§ HOW TO COMPLETE THIS TASK:
Every line below that carries the word "Flashcards" needs to be copied.

§ EXCERPTED RECORDS:
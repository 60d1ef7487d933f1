/*!
 * Job stages and their progress bands.
 *
 * A job moves strictly forward through `Stage::SEQUENCE`. The stage stored
 * on a job is the stage that still has to run; `Done` and `Failed` are
 * terminal. Each working stage owns a contiguous band of the overall
 * percentage, and the bands tile 0..=100 in sequence order.
 */

use serde::{Deserialize, Serialize};
use std::fmt;

/// Lifecycle stage of a job
#[derive(Debug, Clone, Copy, PartialEq, Eq, Hash, Serialize, Deserialize)]
#[serde(rename_all = "snake_case")]
pub enum Stage {
    /// Accepted, nothing has run yet
    Queued,
    /// Raw text blocks are being pulled from the source document
    Extracting,
    /// Blocks are being grouped into chapters and paragraphs
    Chaptering,
    /// Paragraphs are being translated in batches
    Translating,
    /// The translated book is being written
    Assembling,
    /// Vocabulary decks are being built per chapter
    Flashcards,
    /// Artifacts are being verified and the manifest written
    Finalizing,
    /// All artifacts are available
    Done,
    /// A fatal error stopped the job
    Failed,
}

impl Stage {
    /// Forward order of non-failure stages
    pub const SEQUENCE: [Stage; 8] = [
        Stage::Queued,
        Stage::Extracting,
        Stage::Chaptering,
        Stage::Translating,
        Stage::Assembling,
        Stage::Flashcards,
        Stage::Finalizing,
        Stage::Done,
    ];

    /// Stages that run a stage runner
    pub const WORKING: [Stage; 6] = [
        Stage::Extracting,
        Stage::Chaptering,
        Stage::Translating,
        Stage::Assembling,
        Stage::Flashcards,
        Stage::Finalizing,
    ];

    /// The stage that follows this one, if any
    pub fn next(self) -> Option<Stage> {
        match self {
            Stage::Queued => Some(Stage::Extracting),
            Stage::Extracting => Some(Stage::Chaptering),
            Stage::Chaptering => Some(Stage::Translating),
            Stage::Translating => Some(Stage::Assembling),
            Stage::Assembling => Some(Stage::Flashcards),
            Stage::Flashcards => Some(Stage::Finalizing),
            Stage::Finalizing => Some(Stage::Done),
            Stage::Done | Stage::Failed => None,
        }
    }

    /// Percentage band `(start, end)` owned by this stage
    pub fn band(self) -> (f64, f64) {
        match self {
            Stage::Queued => (0.0, 0.0),
            Stage::Extracting => (0.0, 10.0),
            Stage::Chaptering => (10.0, 15.0),
            Stage::Translating => (15.0, 75.0),
            Stage::Assembling => (75.0, 85.0),
            Stage::Flashcards => (85.0, 97.0),
            Stage::Finalizing => (97.0, 100.0),
            Stage::Done => (100.0, 100.0),
            Stage::Failed => (0.0, 100.0),
        }
    }

    /// Map a fraction of this stage's work onto the overall percentage
    pub fn percentage_at(self, fraction: f64) -> f64 {
        let (start, end) = self.band();
        start + (end - start) * fraction.clamp(0.0, 1.0)
    }

    /// Whether no further transition can happen
    pub fn is_terminal(self) -> bool {
        matches!(self, Stage::Done | Stage::Failed)
    }

    /// Whether a stage runner exists for this stage
    pub fn is_working(self) -> bool {
        Self::WORKING.contains(&self)
    }
}

impl fmt::Display for Stage {
    fn fmt(&self, f: &mut fmt::Formatter<'_>) -> fmt::Result {
        let name = match self {
            Stage::Queued => "queued",
            Stage::Extracting => "extracting",
            Stage::Chaptering => "chaptering",
            Stage::Translating => "translating",
            Stage::Assembling => "assembling",
            Stage::Flashcards => "flashcards",
            Stage::Finalizing => "finalizing",
            Stage::Done => "done",
            Stage::Failed => "failed",
        };
        write!(f, "{}", name)
    }
}

impl std::str::FromStr for Stage {
    type Err = anyhow::Error;

    fn from_str(s: &str) -> Result<Self, Self::Err> {
        match s.to_lowercase().as_str() {
            "queued" => Ok(Stage::Queued),
            "extracting" => Ok(Stage::Extracting),
            "chaptering" => Ok(Stage::Chaptering),
            "translating" => Ok(Stage::Translating),
            "assembling" => Ok(Stage::Assembling),
            "flashcards" => Ok(Stage::Flashcards),
            "finalizing" => Ok(Stage::Finalizing),
            "done" => Ok(Stage::Done),
            "failed" => Ok(Stage::Failed),
            _ => Err(anyhow::anyhow!("Invalid stage: {}", s)),
        }
    }
}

§ SOLUTION FOR THIS PROBLEM:
    Flashcards,
        Stage::Flashcards,
        Stage::Flashcards,
            Stage::Assembling => Some(Stage::Flashcards),
            Stage::Flashcards => Some(Stage::Finalizing),
            Stage::Flashcards => (85.0, 97.0),
            Stage::Flashcards => "flashcards",
            "flashcards" => Ok(Stage::Flashcards),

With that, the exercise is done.